Monday, May 18, 2026

Grackles

 The grackles have returned
because Detroit is not San Juan Capistrano and they are not swallows. Like Spanish grandmothers wearing mantillas they walk with dignity born of pain at spring weddings and morning funerals. The grackles have returned like circuit riders to small villages carrying bibles and handguns down lonely lanes. I find the finest one and lure him into a dance. We are corn kernels, matching cutlery, a marriage of local beauty and somber bird. The grackles are back and have not killed anyone so far, in the scramble beneath the feeder. They only did that for one summer, years ago when I held a dead fledgling in my palm and the sun shone brightly like a smiling dandy.

Tuesday, May 5, 2026

Moonbird



 I was speaking, a moaning call,
a spreading gray constellation,
a smoke of words
but you weren't listening anymore.

It is the only language I have.
I live in the interstices
between seed and fruit,
seed and earth,
sea and air,
love and absence.

I have come a very long way, and yet
I am as gray and unremarkable as old lumber.
My love expresses itself inside the earth
and produces a single emissary.
The way is long, the continents pass by.
We meet again only at intervals, but on the same ground.

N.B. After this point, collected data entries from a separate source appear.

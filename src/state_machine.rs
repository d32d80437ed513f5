//! Turn state machine
//!
//! Elm-style: a pure `transition` function maps (state, event) to a new state
//! plus effects, and the runtime executes the effects.

mod effect;
pub mod event;
pub mod state;
pub(crate) mod transition;

#[cfg(test)]
mod proptests;

pub use effect::Effect;
pub use event::Event;
pub use state::{AbortReason, TurnContext, TurnState};
pub use transition::{transition, TransitionError};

I was trying to tell you about moonbirds
in their secrecy and their millions.
They seem to vanish, they glide without effort,
but are always there, like love or frailty.
I was speaking, a moaning call,
a smoke of words between sea and air

but you, you love the smell of milled wood,
and weren't listening anymore.
__________



Tuesday, April 14, 2026

Asters

 Here is a gift--it isn't much
like an analgesic for a lost limb.

Still, the shape of your ears
and the asters in your voice
make me long to become a gardener
or a choralist.

Sadness like bad whiskey takes me when someone speaks
without your regional hard "R"
that made me want to sign on as cook
on a doomed vessel full of haunted sailors.

I love you. I did then and I do still. 
I am a quivering aspen , slender
with black scars, a recorder playing only one tune.
I play it for you, for the shape of your ears, and the sound of your voice.


Tuesday, March 24, 2026

Paper Pennants

 When I was a young child
my brothers had a hockey game
with metal men
and a marble.

Each team had
a paper pennant
like a challenge laid boldly
before the other teams and the larger world.

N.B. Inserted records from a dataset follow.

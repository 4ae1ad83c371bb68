//! Main application state and logic

use story_core::{
    Affordance, ButtonAction, NavError, PositionStore, Settled, StorySession, StoryView,
};
use storybot::{resolve_media, NodeId};

use crate::ui::theme::StoryTheme;
use crate::ui::Overlay;

/// The story session type the front-end drives.
pub type Session = StorySession<Box<dyn PositionStore>>;

/// What activating a choice does.
#[derive(Debug, Clone, PartialEq, Eq)]
pub enum ChoiceAction {
    Answer(NodeId),
    Continue,
    Button(NodeId),
    AdvanceFinal,
}

/// One selectable row of the current screen.
#[derive(Debug, Clone, PartialEq, Eq)]
pub struct ChoiceItem {
    pub label: String,
    /// Logo or link shown next to the label.
    pub detail: Option<String>,
    pub action: ChoiceAction,
}

/// Result of performing a choice.
#[derive(Debug, Clone, PartialEq, Eq)]
pub enum Outcome {
    /// A step was accepted and waits for the settle delay.
    Pending,
    /// The final sequence moved on.
    Settled(Settled),
    /// An external destination to show the user.
    OpenUrl(String),
}

/// Build the selectable rows for a snapshot.
pub fn choices(view: &StoryView, base_url: &str) -> Vec<ChoiceItem> {
    match view.affordance() {
        Affordance::Empty => Vec::new(),
        Affordance::FinalFlow { .. } => vec![ChoiceItem {
            label: view.final_button_label().to_string(),
            detail: None,
            action: ChoiceAction::AdvanceFinal,
        }],
        Affordance::VersionPicker => view
            .current_answers
            .iter()
            .map(|answer| ChoiceItem {
                label: answer.text.clone(),
                detail: resolve_media(base_url, answer.logo.as_deref()),
                action: ChoiceAction::Answer(answer.id.clone()),
            })
            .collect(),
        Affordance::TerminalButtons => view
            .terminal_buttons
            .iter()
            .map(|button| ChoiceItem {
                label: button.text.clone(),
                detail: button.external_url().map(str::to_string),
                action: ChoiceAction::Button(button.id.clone()),
            })
            .collect(),
        Affordance::Continue => vec![ChoiceItem {
            label: view
                .continue_answer
                .as_ref()
                .map(|a| a.text.clone())
                .filter(|t| !t.trim().is_empty())
                .unwrap_or_else(|| "Continue".to_string()),
            detail: None,
            action: ChoiceAction::Continue,
        }],
        Affordance::Choices => view
            .current_answers
            .iter()
            .map(|answer| ChoiceItem {
                label: answer.text.clone(),
                detail: None,
                action: ChoiceAction::Answer(answer.id.clone()),
            })
            .collect(),
    }
}

/// Hand a choice to the session.
pub fn perform(session: &mut Session, action: &ChoiceAction) -> Result<Outcome, NavError> {
    match action {
        ChoiceAction::Answer(id) => session.select_answer(id).map(|()| Outcome::Pending),
        ChoiceAction::Continue => session.select_continue().map(|()| Outcome::Pending),
        ChoiceAction::Button(id) => match session.activate_button(id)? {
            ButtonAction::OpenUrl(url) => Ok(Outcome::OpenUrl(url)),
            ButtonAction::Restart => Ok(Outcome::Pending),
        },
        ChoiceAction::AdvanceFinal => session.advance_final().map(Outcome::Settled),
    }
}

/// Main application state
pub struct App {
    pub session: Session,
    pub base_url: String,
    pub theme: StoryTheme,
    overlay: Option<Overlay>,

    /// Highlighted row in the choice list.
    pub selected: usize,
    pub text_scroll: usize,

    status_message: Option<String>,
    pub should_quit: bool,

    /// Frames since the current transition started.
    pub blink_frame: u8,
    pub animation_frame: u8,
}

impl App {
    pub fn new(session: Session, base_url: impl Into<String>) -> Self {
        Self {
            session,
            base_url: base_url.into(),
            theme: StoryTheme::default(),
            overlay: None,
            selected: 0,
            text_scroll: 0,
            status_message: None,
            should_quit: false,
            blink_frame: 0,
            animation_frame: 0,
        }
    }

    pub fn view(&self) -> StoryView {
        self.session.view()
    }

    pub fn choices(&self) -> Vec<ChoiceItem> {
        choices(&self.view(), &self.base_url)
    }

    pub fn select_next(&mut self) {
        let count = self.choices().len();
        if count > 0 {
            self.selected = (self.selected + 1) % count;
        }
    }

    pub fn select_prev(&mut self) {
        let count = self.choices().len();
        if count > 0 {
            self.selected = (self.selected + count - 1) % count;
        }
    }

    /// Activate the highlighted row.
    pub fn activate_selected(&mut self) {
        self.activate(self.selected);
    }

    /// Activate a row by index. Ignored while a transition is running.
    pub fn activate(&mut self, index: usize) {
        if self.session.is_transitioning() {
            return;
        }
        let Some(choice) = self.choices().into_iter().nth(index) else {
            return;
        };

        self.selected = index;
        match perform(&mut self.session, &choice.action) {
            Ok(Outcome::Pending) => {
                self.blink_frame = 0;
                self.clear_status();
            }
            Ok(Outcome::Settled(settled)) => self.after_settle(&settled),
            Ok(Outcome::OpenUrl(url)) => self.set_status(format!("Open: {url}")),
            Err(e) => self.set_status(e.to_string()),
        }
    }

    /// Tick for animations and the settle timer
    pub fn tick(&mut self) {
        self.animation_frame = self.animation_frame.wrapping_add(1);

        if self.session.is_transitioning() {
            self.blink_frame = self.blink_frame.saturating_add(1);
        }
        if let Some(settled) = self.session.tick() {
            self.after_settle(&settled);
        }
    }

    fn after_settle(&mut self, settled: &Settled) {
        self.selected = 0;
        self.text_scroll = 0;
        self.blink_frame = 0;

        match settled {
            Settled::BrokenEdge { .. } | Settled::Unreachable | Settled::NoStart => {
                self.set_status("This path is not available yet");
            }
            _ => self.clear_status(),
        }
    }

    /// Resolved audio link of whatever is showing.
    pub fn audio_url(&self) -> Option<String> {
        resolve_media(&self.base_url, self.view().audio())
    }

    /// Resolved picture link of whatever is showing.
    pub fn picture_url(&self) -> Option<String> {
        resolve_media(&self.base_url, self.view().picture())
    }

    pub fn scroll_up(&mut self, lines: usize) {
        self.text_scroll = self.text_scroll.saturating_sub(lines);
    }

    pub fn scroll_down(&mut self, lines: usize) {
        self.text_scroll = self.text_scroll.saturating_add(lines);
    }

    pub fn toggle_help(&mut self) {
        if matches!(self.overlay, Some(Overlay::Help)) {
            self.overlay = None;
        } else {
            self.overlay = Some(Overlay::Help);
        }
    }

    pub fn close_overlay(&mut self) {
        self.overlay = None;
    }

    pub fn overlay(&self) -> Option<&Overlay> {
        self.overlay.as_ref()
    }

    pub fn has_overlay(&self) -> bool {
        self.overlay.is_some()
    }

    /// Set status message (always overwrites)
    pub fn set_status(&mut self, message: impl Into<String>) {
        self.status_message = Some(message.into());
    }

    pub fn clear_status(&mut self) {
        self.status_message = None;
    }

    pub fn status_message(&self) -> Option<&str> {
        self.status_message.as_deref()
    }
}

I liked the Toronto Maple Leafs
in their sweaters as blue as God's eyes.
The goalie's smile never faltered
though he was hit with the marble a thousand times.

In a dream
I see that goalie coming up the tunnel
in his blue sweater and big brown pads
fearless, changeless, continuously happy.

He takes to the ice
to tend his green mesh net
while we stare up from beneath the surface
like ads or circles or lines or dots.

When I was a young child
there were Red Wings and Rangers
Blackhawks and Bruins
a marble, a goalie, and tilted ice that seemed perfectly fair at the time.
_____



Sunday, March 22, 2026

Now

 Now,
I kiss ice
I kiss the wind
I kiss the wounded whose souls have rattled loose.

I have found
that brew is made of boneless angels
gathered from mountainsides where monkeys roam.

There was a time
when minutes spoke, gods lazed,
and I loved you, in pure honesty, like a novitiate.

Now,
I listen for leaves caught in river ice,
and run my fingers across the skin of a sacrifice.

My skin flushes firebrick red
from this cup which holds my fever.
I kiss ice.
I kiss the wind.
I kiss the wounded whose souls call from distant hills.